Falta de motoristas leva frotas dos EUA a priorizar segurança preditiva.

A escassez de motoristas impulsiona frotas dos EUA em direção à segurança preditiva e avaliação de motoristas
A escassez de motoristas qualificados está transformando a indústria de caminhões nos Estados Unidos, impactando não apenas as estratégias de recrutamento, mas também a forma como as frotas privadas lidam com comportamentos de risco entre os motoristas.
Em vez de esperar por um acidente ou simplesmente demitir um motorista e buscar um substituto, algumas frotas adotam escores de motoristas, câmeras, telemetria e análises preditivas para identificar problemas precocemente. A Dot Foods é uma das empresas que tem se beneficiado dessa abordagem inovadora.
Com quase 2.200 caminhões operando nos EUA e no Canadá, a Dot Foods percebeu que revisar individualmente cada alerta de velocidade ou notificação de câmera poderia se tornar uma tarefa sobrecarregada. A nova estratégia visa identificar os motoristas que realmente precisam de atenção.
Os motoristas recebem uma pontuação de risco que varia de zero a 100, sendo que zero representa o melhor desempenho. Aqueles que marcam acima de 70 são colocados em planos de desenvolvimento profissional e recebem monitoramento adicional, permitindo que a empresa concentre seus esforços no grupo mais vulnerável, que representa de 10% a 20% da população de motoristas.
Essa mudança de paradigma representa um avanço significativo em relação às abordagens tradicionais de segurança nas frotas. Em vez de demitir os motoristas, a empresa investe em intervenções como treinamentos adicionais e orientações personalizadas, promovendo um ambiente mais seguro e produtivo.
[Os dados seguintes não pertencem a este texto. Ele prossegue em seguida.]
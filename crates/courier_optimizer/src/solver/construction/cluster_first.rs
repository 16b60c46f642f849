use std::collections::BTreeSet;

use rand::rngs::SmallRng;
use tracing::debug;

use crate::{
    problem::{resource::ResourceIdx, stop::StopIdx},
    solver::solution::working_solution::WorkingSolution,
};

use super::{construct_solution::ConstructSolution, nearest_neighbor::extend_route};

/// Sweep: stops are sorted by their angle around the depot and cut into
/// consecutive clusters, one per route, sized by the route's capacity. Each
/// cluster is then sequenced by nearest neighbor.
pub struct ClusterFirst;

impl ConstructSolution for ClusterFirst {
    fn construct(&self, solution: &mut WorkingSolution, _rng: &mut SmallRng) {
        let problem = solution.problem();
        if problem.resources().is_empty() {
            return;
        }

        let depot = problem.location(
            problem
                .resource_vehicle(ResourceIdx::new(0))
                .start_location_id(),
        );

        let mut stops: Vec<(f64, StopIdx)> = solution
            .unassigned()
            .iter()
            .map(|&stop_id| {
                let location = problem.location(problem.stop(stop_id).location_id());
                (depot.planar_angle(location), stop_id)
            })
            .collect();
        stops.sort_by(|a, b| a.0.total_cmp(&b.0).then_with(|| a.1.cmp(&b.1)));

        let mut clusters = Vec::new();
        let mut remaining = stops.into_iter().map(|(_, stop_id)| stop_id).peekable();
        for route_id in solution.route_ids() {
            let route = solution.route(route_id);
            let vehicle = problem.resource_vehicle(route.resource_id());
            let limit = solution.constraints().capacity_limit(vehicle.capacity());

            let mut load = route.load();
            let mut cluster = BTreeSet::new();
            while let Some(&stop_id) = remaining.peek() {
                let demand = problem.stop(stop_id).demand();
                if !(load + demand).fits_within(&limit) && !cluster.is_empty() {
                    break;
                }
                load += demand;
                cluster.insert(stop_id);
                remaining.next();
            }

            if cluster.is_empty() {
                continue;
            }
            clusters.push((route_id, cluster));
        }
        debug!("ClusterFirst: {} clusters", clusters.len());

        for (route_id, cluster) in clusters {
            extend_route(solution, route_id, &cluster);
        }
    }
}

#[cfg(test)]
mod tests {
    use rand::SeedableRng;

    use super::*;
    use crate::{problem::capacity::Capacity, test_utils};

    #[test]
    fn test_sweep_fills_routes_by_capacity() {
        let problem = test_utils::create_default_problem(24, 3, Capacity::weight(8.0));
        let mut solution = test_utils::create_test_working_solution(problem, vec![]);

        ClusterFirst.construct(&mut solution, &mut SmallRng::seed_from_u64(0));

        assert!(!solution.has_unassigned());
        for route in solution.routes() {
            assert_eq!(route.len(), 8);
        }
    }
}
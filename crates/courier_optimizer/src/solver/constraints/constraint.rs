use serde::Serialize;

use crate::{
    problem::{planning_problem::PlanningProblem, stop::StopIdx},
    solver::solution::{
        route::{Route, RouteIdx},
        working_solution::WorkingSolution,
    },
};

use super::{
    capacity_constraint::CapacityConstraint, constraint_set::ConstraintSet,
    driver_hours_constraint::DriverHoursConstraint, eligibility_constraint::EligibilityConstraint,
    time_window_constraint::TimeWindowConstraint,
};

#[derive(Debug, Clone, Copy, PartialEq, Eq, Hash, Serialize)]
#[serde(rename_all = "snake_case")]
pub enum ViolationKind {
    Capacity,
    Lateness,
    ShiftEnd,
    DrivingDuration,
    WorkingDuration,
    Ineligible,
}

/// A hard constraint broken by a route. `stop_id` points at the offending
/// stop when the violation can be blamed on one.
#[derive(Debug, Clone, Copy, PartialEq, Eq, Serialize)]
pub struct Violation {
    pub route_id: RouteIdx,
    pub stop_id: Option<StopIdx>,
    pub kind: ViolationKind,
}

pub trait RouteConstraint {
    fn constraint_name(&self) -> &'static str;

    fn check_route(
        &self,
        problem: &PlanningProblem,
        constraints: &ConstraintSet,
        route: &Route,
        violations: &mut Vec<Violation>,
    );
}

#[derive(Clone, Copy)]
pub enum Constraint {
    Capacity(CapacityConstraint),
    TimeWindow(TimeWindowConstraint),
    Eligibility(EligibilityConstraint),
    DriverHours(DriverHoursConstraint),
}

impl Constraint {
    pub const ALL: [Constraint; 4] = [
        Constraint::Capacity(CapacityConstraint),
        Constraint::TimeWindow(TimeWindowConstraint),
        Constraint::Eligibility(EligibilityConstraint),
        Constraint::DriverHours(DriverHoursConstraint),
    ];

    pub fn constraint_name(&self) -> &'static str {
        match self {
            Constraint::Capacity(c) => c.constraint_name(),
            Constraint::TimeWindow(c) => c.constraint_name(),
            Constraint::Eligibility(c) => c.constraint_name(),
            Constraint::DriverHours(c) => c.constraint_name(),
        }
    }

    pub fn check_route(
        &self,
        problem: &PlanningProblem,
        constraints: &ConstraintSet,
        route: &Route,
        violations: &mut Vec<Violation>,
    ) {
        match self {
            Constraint::Capacity(c) => c.check_route(problem, constraints, route, violations),
            Constraint::TimeWindow(c) => c.check_route(problem, constraints, route, violations),
            Constraint::Eligibility(c) => c.check_route(problem, constraints, route, violations),
            Constraint::DriverHours(c) => c.check_route(problem, constraints, route, violations),
        }
    }
}

pub fn check_route(
    problem: &PlanningProblem,
    constraints: &ConstraintSet,
    route: &Route,
) -> Vec<Violation> {
    let mut violations = Vec::new();
    if route.is_idle() {
        return violations;
    }

    for constraint in &Constraint::ALL {
        constraint.check_route(problem, constraints, route, &mut violations);
    }

    violations
}

/// Every hard constraint broken in the solution under its current
/// constraint set.
pub fn check_solution(solution: &WorkingSolution) -> Vec<Violation> {
    solution
        .routes()
        .iter()
        .flat_map(|route| check_route(solution.problem(), solution.constraints(), route))
        .collect()
}
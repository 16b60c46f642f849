use crate::{
    problem::stop::StopIdx,
    solver::solution::{route::RouteIdx, working_solution::WorkingSolution},
};

use super::r#move::{MoveOperator, RouteEdit};

/// Places `stop_id` at `position`, shifting the stops after it.
#[derive(Debug, Clone, PartialEq)]
pub struct InsertOperator {
    route_id: RouteIdx,
    stop_id: StopIdx,
    position: usize,
}

impl InsertOperator {
    pub fn new(route_id: RouteIdx, stop_id: StopIdx, position: usize) -> Self {
        InsertOperator {
            route_id,
            stop_id,
            position,
        }
    }

    pub fn route_id(&self) -> RouteIdx {
        self.route_id
    }

    pub fn stop_id(&self) -> StopIdx {
        self.stop_id
    }

    pub fn position(&self) -> usize {
        self.position
    }
}

impl MoveOperator for InsertOperator {
    fn edits(&self, _solution: &WorkingSolution) -> Vec<RouteEdit> {
        vec![RouteEdit {
            route_id: self.route_id,
            replacement: vec![self.stop_id],
            start: self.position,
            end: self.position,
        }]
    }

    fn updated_routes(&self) -> Vec<RouteIdx> {
        vec![self.route_id]
    }

    fn unassigned_delta(&self, solution: &WorkingSolution) -> f64 {
        if solution.is_unassigned(self.stop_id) {
            -solution.unassigned_stop_penalty(self.stop_id)
        } else {
            0.0
        }
    }
}
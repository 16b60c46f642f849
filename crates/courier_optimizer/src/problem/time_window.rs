use jiff::{SignedDuration, Timestamp};
use schemars::JsonSchema;
use serde::{Deserialize, Serialize};

use crate::utils::time::positive;

#[derive(Deserialize, Serialize, JsonSchema, Debug, Clone, Copy, Default, PartialEq)]
pub struct TimeWindow {
    start: Option<Timestamp>,
    end: Option<Timestamp>,
}

impl TimeWindow {
    pub fn new(start: Option<Timestamp>, end: Option<Timestamp>) -> Self {
        TimeWindow { start, end }
    }

    pub fn between(start: Timestamp, end: Timestamp) -> Self {
        TimeWindow {
            start: Some(start),
            end: Some(end),
        }
    }

    pub fn parse(start: Option<&str>, end: Option<&str>) -> Result<Self, jiff::Error> {
        Ok(TimeWindow {
            start: start.map(str::parse).transpose()?,
            end: end.map(str::parse).transpose()?,
        })
    }

    pub fn start(&self) -> Option<Timestamp> {
        self.start
    }

    pub fn end(&self) -> Option<Timestamp> {
        self.end
    }

    pub fn is_empty(&self) -> bool {
        self.start.is_none() && self.end.is_none()
    }

    pub fn is_satisfied(&self, arrival: Timestamp) -> bool {
        match self.end {
            Some(end) => arrival <= end,
            None => true,
        }
    }

    /// Service cannot begin before the window opens.
    pub fn service_start(&self, arrival: Timestamp) -> Timestamp {
        match self.start {
            Some(start) if arrival < start => start,
            _ => arrival,
        }
    }

    pub fn lateness(&self, arrival: Timestamp) -> SignedDuration {
        match self.end {
            Some(end) => positive(arrival.duration_since(end)),
            None => SignedDuration::ZERO,
        }
    }
}

#[cfg(test)]
mod tests {
    use super::*;

    #[test]
    fn test_parse() {
        let time_window =
            TimeWindow::parse(Some("2025-06-10T08:00:00Z"), Some("2025-06-10T10:00:00Z")).unwrap();

        let start: Timestamp = "2025-06-10T08:00:00Z".parse().unwrap();
        let end: Timestamp = "2025-06-10T10:00:00Z".parse().unwrap();

        assert_eq!(time_window.start(), Some(start));
        assert_eq!(time_window.end(), Some(end));
        assert!(TimeWindow::parse(Some("not a date"), None).is_err());
    }

    #[test]
    fn test_lateness_and_waiting() {
        let start: Timestamp = "2025-06-10T08:00:00Z".parse().unwrap();
        let end: Timestamp = "2025-06-10T10:00:00Z".parse().unwrap();
        let time_window = TimeWindow::between(start, end);

        let early = start - SignedDuration::from_mins(30);
        assert_eq!(time_window.service_start(early), start);
        assert_eq!(time_window.lateness(early), SignedDuration::ZERO);

        let late = end + SignedDuration::from_mins(15);
        assert!(!time_window.is_satisfied(late));
        assert_eq!(time_window.lateness(late), SignedDuration::from_mins(15));
        assert_eq!(time_window.service_start(late), late);
    }

    #[test]
    fn test_open_window() {
        let time_window = TimeWindow::default();
        let arrival: Timestamp = "2025-06-10T23:00:00Z".parse().unwrap();

        assert!(time_window.is_empty());
        assert!(time_window.is_satisfied(arrival));
        assert_eq!(time_window.lateness(arrival), SignedDuration::ZERO);
    }
}
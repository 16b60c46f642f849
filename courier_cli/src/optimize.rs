use std::{fs::File, io::BufReader, path::PathBuf, sync::Arc};

use clap::Args;
use courier_matrix_providers::{
    travel_matrix_client::TravelMatrixClient, travel_matrix_provider::TravelMatrixProvider,
};
use courier_optimizer::{
    json::types::JsonPlanningRequest,
    solver::{
        search::termination::Termination,
        solver::Solver,
        solver_params::{SolverParams, Threads},
    },
};
use tracing::info;

use crate::{parsers, report};

#[derive(Args)]
pub struct OptimizeArgs {
    /// Planning request to optimize
    #[arg(short = 'i', long)]
    input: PathBuf,

    #[arg(short, long, value_parser = parsers::parse_duration, default_value = "30s")]
    timeout: jiff::SignedDuration,

    /// Threads evaluating local search moves
    #[arg(long, default_value_t = 1)]
    threads: u8,

    #[arg(long, short = 'n')]
    iterations: Option<usize>,

    #[arg(long)]
    seed: Option<u64>,

    /// Writes the plan as JSON
    #[arg(long, short = 'o')]
    out: Option<PathBuf>,
}

impl OptimizeArgs {
    pub fn solver_params(&self) -> SolverParams {
        let mut terminations = vec![Termination::Duration(self.timeout)];
        if let Some(iterations) = self.iterations {
            terminations.push(Termination::Iterations(iterations));
        }

        SolverParams {
            terminations,
            seed: self.seed,
            local_search_threads: Threads::Multi(self.threads.max(1) as usize),
            ..SolverParams::default()
        }
    }
}

pub async fn run(args: OptimizeArgs) -> anyhow::Result<()> {
    let file = File::open(&args.input)?;
    let mut request: JsonPlanningRequest = serde_json::from_reader(BufReader::new(file))?;
    request
        .cost_provider
        .get_or_insert_with(TravelMatrixProvider::from_env);
    let constraints = request.constraints.clone().unwrap_or_default();
    let params = args.solver_params();

    let client = Arc::new(TravelMatrixClient::default());
    let problem = request.build_problem(&client, params.matrix_threshold).await?;
    info!(
        "Loaded {} stops and {} resources from {:?}",
        problem.num_stops(),
        problem.resources().len(),
        args.input
    );

    let plan = tokio::task::spawn_blocking(move || Solver::new(problem, constraints, params).solve())
        .await??;

    println!("{}", report::routes_table(&plan));
    info!(
        "Finished: routes = {}, cost = {:.2}, unassigned = {}, converged = {}",
        plan.routes.len(),
        plan.metrics.cost.total(),
        plan.unassigned.len(),
        plan.converged
    );

    if let Some(out) = args.out {
        if let Some(parent) = out.parent() {
            std::fs::create_dir_all(parent)?;
        }
        std::fs::write(out, serde_json::to_string_pretty(&plan)?)?;
    }

    Ok(())
}
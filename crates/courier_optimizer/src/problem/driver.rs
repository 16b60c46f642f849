use fxhash::FxHashSet;
use jiff::SignedDuration;

use crate::define_index_newtype;

use super::skill::Skill;

define_index_newtype!(DriverIdx, Driver);

#[derive(Debug, Clone)]
pub struct Driver {
    external_id: String,
    skills: FxHashSet<Skill>,
    available: bool,
    maximum_working_duration: Option<SignedDuration>,
    vehicle_id: Option<String>,
}

impl Driver {
    pub fn external_id(&self) -> &str {
        &self.external_id
    }

    pub fn skills(&self) -> &FxHashSet<Skill> {
        &self.skills
    }

    pub fn is_available(&self) -> bool {
        self.available
    }

    pub fn maximum_working_duration(&self) -> Option<SignedDuration> {
        self.maximum_working_duration
    }

    /// External id of the vehicle the driver is assigned to, if any.
    pub fn vehicle_id(&self) -> Option<&str> {
        self.vehicle_id.as_deref()
    }

    pub fn has_skills(&self, required: &FxHashSet<Skill>) -> bool {
        required.is_subset(&self.skills)
    }

    pub(crate) fn set_available(&mut self, available: bool) {
        self.available = available;
    }
}

#[derive(Default)]
pub struct DriverBuilder {
    external_id: Option<String>,
    skills: Option<FxHashSet<Skill>>,
    available: Option<bool>,
    maximum_working_duration: Option<SignedDuration>,
    vehicle_id: Option<String>,
}

impl DriverBuilder {
    pub fn set_external_id(&mut self, external_id: impl Into<String>) -> &mut DriverBuilder {
        self.external_id = Some(external_id.into());
        self
    }

    pub fn set_skills(&mut self, skills: FxHashSet<Skill>) -> &mut DriverBuilder {
        self.skills = Some(skills);
        self
    }

    pub fn set_available(&mut self, available: bool) -> &mut DriverBuilder {
        self.available = Some(available);
        self
    }

    pub fn set_maximum_working_duration(&mut self, duration: SignedDuration) -> &mut DriverBuilder {
        self.maximum_working_duration = Some(duration);
        self
    }

    pub fn set_vehicle_id(&mut self, vehicle_id: impl Into<String>) -> &mut DriverBuilder {
        self.vehicle_id = Some(vehicle_id.into());
        self
    }

    pub fn build(self) -> Driver {
        Driver {
            external_id: self.external_id.expect("Expected driver id"),
            skills: self.skills.unwrap_or_default(),
            available: self.available.unwrap_or(true),
            maximum_working_duration: self.maximum_working_duration,
            vehicle_id: self.vehicle_id,
        }
    }
}
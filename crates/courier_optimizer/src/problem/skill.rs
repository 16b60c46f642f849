use schemars::JsonSchema;
use serde::{Deserialize, Serialize};

/// Driver certification, e.g. hazardous goods handling.
#[derive(Deserialize, Serialize, JsonSchema, Debug, Clone, PartialEq, Eq, Hash)]
pub struct Skill(String);

impl Skill {
    pub fn new(skill: impl Into<String>) -> Self {
        Skill(skill.into())
    }

    pub fn as_str(&self) -> &str {
        &self.0
    }
}
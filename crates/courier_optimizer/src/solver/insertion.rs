use std::fmt::Display;

use rand::{rngs::SmallRng, seq::SliceRandom};
use serde::Serialize;

use crate::{
    problem::stop::StopIdx,
    solver::{
        constraints::capacity_constraint::is_capacity_feasible,
        moves::{insert::InsertOperator, r#move::Move},
        solution::{
            route::{RouteChange, RouteIdx},
            working_solution::WorkingSolution,
        },
    },
};

/// Cheapest feasible position of a stop in one route.
#[derive(Debug, Clone, Copy)]
pub struct Insertion {
    pub route_id: RouteIdx,
    pub stop_id: StopIdx,
    pub position: usize,
    /// Route cost increase, the unassigned penalty is not included.
    pub added_cost: f64,
    pub change: RouteChange,
}

impl Insertion {
    pub fn into_move(self) -> Move {
        Move::Insert(InsertOperator::new(self.route_id, self.stop_id, self.position))
    }
}

/// Calls `consumer` with every feasible position of `stop_id` in the route,
/// the frozen prefix excluded.
pub fn for_each_insertion<C>(
    solution: &WorkingSolution,
    stop_id: StopIdx,
    route_id: RouteIdx,
    mut consumer: C,
) where
    C: FnMut(Insertion),
{
    let problem = solution.problem();
    let constraints = solution.constraints();
    let route = solution.route(route_id);

    if !problem.is_eligible(route.resource_id(), stop_id, constraints.hard().enforce_zones)
        || !is_capacity_feasible(problem, constraints, route, stop_id)
    {
        return;
    }

    for position in route.frozen()..=route.len() {
        if let Some(change) =
            route.evaluate_change(problem, constraints, &[stop_id], position, position)
        {
            consumer(Insertion {
                route_id,
                stop_id,
                position,
                added_cost: change.cost - route.cost(),
                change,
            });
        }
    }
}

pub fn best_insertion_in_route(
    solution: &WorkingSolution,
    stop_id: StopIdx,
    route_id: RouteIdx,
) -> Option<Insertion> {
    let mut best: Option<Insertion> = None;
    for_each_insertion(solution, stop_id, route_id, |insertion| {
        if best.is_none_or(|best| insertion.added_cost < best.added_cost) {
            best = Some(insertion);
        }
    });
    best
}

pub fn best_insertion(
    solution: &WorkingSolution,
    stop_id: StopIdx,
    route_ids: impl IntoIterator<Item = RouteIdx>,
) -> Option<Insertion> {
    route_ids
        .into_iter()
        .filter_map(|route_id| best_insertion_in_route(solution, stop_id, route_id))
        .min_by(|a, b| a.added_cost.total_cmp(&b.added_cost))
}

#[derive(Default, Copy, Clone, Debug, PartialEq, Eq, Hash, Serialize)]
pub enum InsertionOrder {
    /// Highest priority first, then earliest deadline.
    #[default]
    Deadline,
    /// Largest demand first.
    Demand,
    Random,
}

impl Display for InsertionOrder {
    fn fmt(&self, f: &mut std::fmt::Formatter<'_>) -> std::fmt::Result {
        match self {
            Self::Deadline => write!(f, "Deadline"),
            Self::Demand => write!(f, "Demand"),
            Self::Random => write!(f, "Random"),
        }
    }
}

/// Repair pass placing unassigned stops one by one at their cheapest
/// feasible position.
#[derive(Default)]
pub struct CheapestInsertion {
    order: InsertionOrder,
}

impl CheapestInsertion {
    pub fn new(order: InsertionOrder) -> Self {
        CheapestInsertion { order }
    }

    fn sort_stops(&self, solution: &WorkingSolution, stops: &mut [StopIdx], rng: &mut SmallRng) {
        let problem = solution.problem();
        match self.order {
            InsertionOrder::Deadline => stops.sort_by(|&a, &b| {
                let (a, b) = (problem.stop(a), problem.stop(b));
                b.priority()
                    .weight()
                    .total_cmp(&a.priority().weight())
                    .then_with(|| match (a.time_window().end(), b.time_window().end()) {
                        (Some(a), Some(b)) => a.cmp(&b),
                        (Some(_), None) => std::cmp::Ordering::Less,
                        (None, Some(_)) => std::cmp::Ordering::Greater,
                        (None, None) => std::cmp::Ordering::Equal,
                    })
            }),
            InsertionOrder::Demand => stops.sort_by(|&a, &b| {
                problem
                    .stop(b)
                    .demand()
                    .weight
                    .total_cmp(&problem.stop(a).demand().weight)
            }),
            InsertionOrder::Random => stops.shuffle(rng),
        }
    }

    /// Returns the number of stops placed.
    pub fn insert_unassigned(&self, solution: &mut WorkingSolution, rng: &mut SmallRng) -> usize {
        let mut stops: Vec<StopIdx> = solution.unassigned().iter().copied().collect();
        self.sort_stops(solution, &mut stops, rng);

        let enforce_zones = solution.constraints().hard().enforce_zones;
        let mut inserted = 0;
        for stop_id in stops {
            let candidates: Vec<RouteIdx> = solution
                .problem()
                .eligible_resources(stop_id, enforce_zones)
                .map(RouteIdx::from)
                .collect();

            if let Some(insertion) = best_insertion(solution, stop_id, candidates) {
                let _ = insertion.into_move().apply(solution);
                inserted += 1;
            }
        }

        inserted
    }
}
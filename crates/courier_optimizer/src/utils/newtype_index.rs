#[macro_export]
macro_rules! define_index_newtype {
    ($name:ident, $t:ident) => {
        #[derive(
            serde::Serialize,
            serde::Deserialize,
            Debug,
            Clone,
            Copy,
            PartialEq,
            Eq,
            Hash,
            PartialOrd,
            Ord,
            Default,
        )]
        pub struct $name(usize);

        impl std::fmt::Display for $name {
            fn fmt(&self, f: &mut std::fmt::Formatter<'_>) -> std::fmt::Result {
                write!(f, "{}", self.0)
            }
        }

        impl $name {
            pub const fn new(index: usize) -> Self {
                Self(index)
            }

            pub const fn get(&self) -> usize {
                self.0
            }

            /// Every index of a collection holding `count` items.
            pub fn all(count: usize) -> impl DoubleEndedIterator<Item = Self> + ExactSizeIterator {
                (0..count).map(Self)
            }
        }

        impl From<usize> for $name {
            fn from(index: usize) -> Self {
                Self(index)
            }
        }

        impl std::ops::Index<$name> for Vec<$t> {
            type Output = $t;
            fn index(&self, index: $name) -> &Self::Output {
                &self[index.0]
            }
        }

        impl std::ops::IndexMut<$name> for Vec<$t> {
            fn index_mut(&mut self, index: $name) -> &mut Self::Output {
                &mut self[index.0]
            }
        }

        impl std::ops::Index<$name> for [$t] {
            type Output = $t;
            fn index(&self, index: $name) -> &Self::Output {
                &self[index.0]
            }
        }
    };
}
use std::time::Duration;

use serde::Deserialize;
use thiserror::Error;
use tracing::debug;

use crate::{
    as_the_crow_flies::{haversine_distance, travel_time},
    travel_matrices::TravelMatrices,
};

#[derive(Debug, Error)]
pub enum HttpTableError {
    #[error("HTTP request failed: {0}")]
    Request(#[from] reqwest::Error),

    #[error("API error: {status} - {message}")]
    Api { status: u16, message: String },

    #[error("Table service answered with code {0}")]
    Code(String),

    #[error("Table has {actual} rows, expected {expected}")]
    Shape { expected: usize, actual: usize },
}

#[derive(Deserialize, Debug)]
pub(crate) struct TableResponse {
    pub code: String,
    #[serde(default)]
    pub durations: Vec<Vec<Option<f64>>>,
    #[serde(default)]
    pub distances: Vec<Vec<Option<f64>>>,
}

pub struct HttpTableClientParams {
    pub timeout: Duration,
    /// Speed used to fill pairs the service could not route.
    pub fallback_speed_kmh: f64,
}

impl Default for HttpTableClientParams {
    fn default() -> Self {
        Self {
            timeout: Duration::from_secs(30),
            fallback_speed_kmh: 40.0,
        }
    }
}

pub struct HttpTableClient {
    params: HttpTableClientParams,
    client: reqwest::Client,
}

impl HttpTableClient {
    pub fn new(params: HttpTableClientParams) -> Self {
        let client = reqwest::Client::builder()
            .timeout(params.timeout)
            .build()
            .unwrap_or_default();

        Self { params, client }
    }

    pub async fn fetch_matrix<P>(
        &self,
        url: &str,
        profile: &str,
        points: &[P],
    ) -> Result<TravelMatrices, HttpTableError>
    where
        for<'a> &'a P: Into<geo_types::Point>,
    {
        let points: Vec<geo_types::Point> = points.iter().map(|p| p.into()).collect();
        let coordinates = points
            .iter()
            .map(|p| format!("{},{}", p.x(), p.y()))
            .collect::<Vec<_>>()
            .join(";");

        let request_url = format!(
            "{}/table/v1/{}/{}",
            url.trim_end_matches('/'),
            profile,
            coordinates
        );

        debug!(points = points.len(), "HttpTable: requesting matrix");

        let response = self
            .client
            .get(request_url)
            .query(&[("annotations", "duration,distance")])
            .send()
            .await?;

        if !response.status().is_success() {
            let status = response.status().as_u16();
            let message = response.text().await.unwrap_or_default();
            return Err(HttpTableError::Api { status, message });
        }

        let table: TableResponse = response.json().await?;
        into_matrices(table, &points, self.params.fallback_speed_kmh)
    }
}

/// Flattens a table response. Pairs the service left empty are filled with
/// a straight-line estimate and flagged.
pub(crate) fn into_matrices(
    table: TableResponse,
    points: &[geo_types::Point],
    fallback_speed_kmh: f64,
) -> Result<TravelMatrices, HttpTableError> {
    if table.code != "Ok" {
        return Err(HttpTableError::Code(table.code));
    }

    let n = points.len();
    if table.durations.len() != n {
        return Err(HttpTableError::Shape {
            expected: n,
            actual: table.durations.len(),
        });
    }

    let mut distances = vec![0.0; n * n];
    let mut times = vec![0.0; n * n];
    let mut estimated = vec![false; n * n];

    for i in 0..n {
        for j in 0..n {
            let index = i * n + j;
            let duration = table
                .durations
                .get(i)
                .and_then(|row| row.get(j).copied().flatten());
            let distance = table
                .distances
                .get(i)
                .and_then(|row| row.get(j).copied().flatten());

            match (distance, duration) {
                (Some(distance), Some(duration)) => {
                    distances[index] = distance;
                    times[index] = duration;
                }
                _ if i == j => {}
                _ => {
                    let distance = haversine_distance(points[i], points[j]);
                    distances[index] = distance;
                    times[index] = travel_time(distance, fallback_speed_kmh);
                    estimated[index] = true;
                }
            }
        }
    }

    if !estimated.iter().any(|&e| e) {
        estimated.clear();
    }

    Ok(TravelMatrices {
        distances,
        times,
        estimated,
    })
}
Foco em comportamentos de risco
O monitoramento de velocidade excessiva e direção distraída é uma prioridade para a Dot Foods. As tecnologias modernas são capazes de gerar vastas quantidades de dados sobre segurança, mas o desafio está em identificar comportamentos que possam resultar em acidentes. Ao adotar tecnologias como o Descartes Fleet Safety, a Dot Foods conseguiu centralizar informações e aprimorar a eficiência da equipe de segurança em 30%.
A crescente preocupação com a fadiga dos motoristas
Outro aspecto importante na conversação sobre segurança preditiva é a fadiga. A Dot Foods está testando a plataforma de gerenciamento de fadiga Readi, que estima o risco de fadiga antes e durante os turnos dos motoristas, sem a necessidade de dispositivos wearables. Essa tecnologia é crucial em um setor onde a qualidade do sono e os horários de trabalho impactam diretamente a performance dos motoristas.
Diante da escassez de mão de obra, as frotas não podem simplesmente substituir motoristas que enfrentam dificuldades. O U.S. Department of Transportation reporta que a média de idade dos motoristas de frotas privadas é de 57,87 anos, o que reforça a necessidade de estratégias eficazes de retenção e desenvolvimento.
Uma nova abordagem cultural
O uso de dados de segurança como ferramentas de coaching está reformulando a cultura nas frotas. Historicamente, câmeras e telemetria eram vistas como dispositivos de vigilância. Agora, a pergunta que as frotas se fazem é: Quais motoristas estão começando a apresentar padrões que podem levar a um acidente e o que pode ser feito antes que isso ocorra?
Para as frotas privadas que enfrentam condições de trabalho mais desafiadoras e riscos de acidentes em ascensão, a solução pode estar cada vez mais na predição, coaching direcionado e desenvolvimento do motorista em vez de reações após um acidente. Essa mudança não apenas melhora a segurança, mas também se traduz em benefícios econômicos, reduzindo custos associados a colisões e processos judiciais. Além disso, processos de coaching personalizado contribuem para uma mobilidade mais segura e eficiente, promovendo o bem-estar geral tanto dos motoristas quanto da sociedade.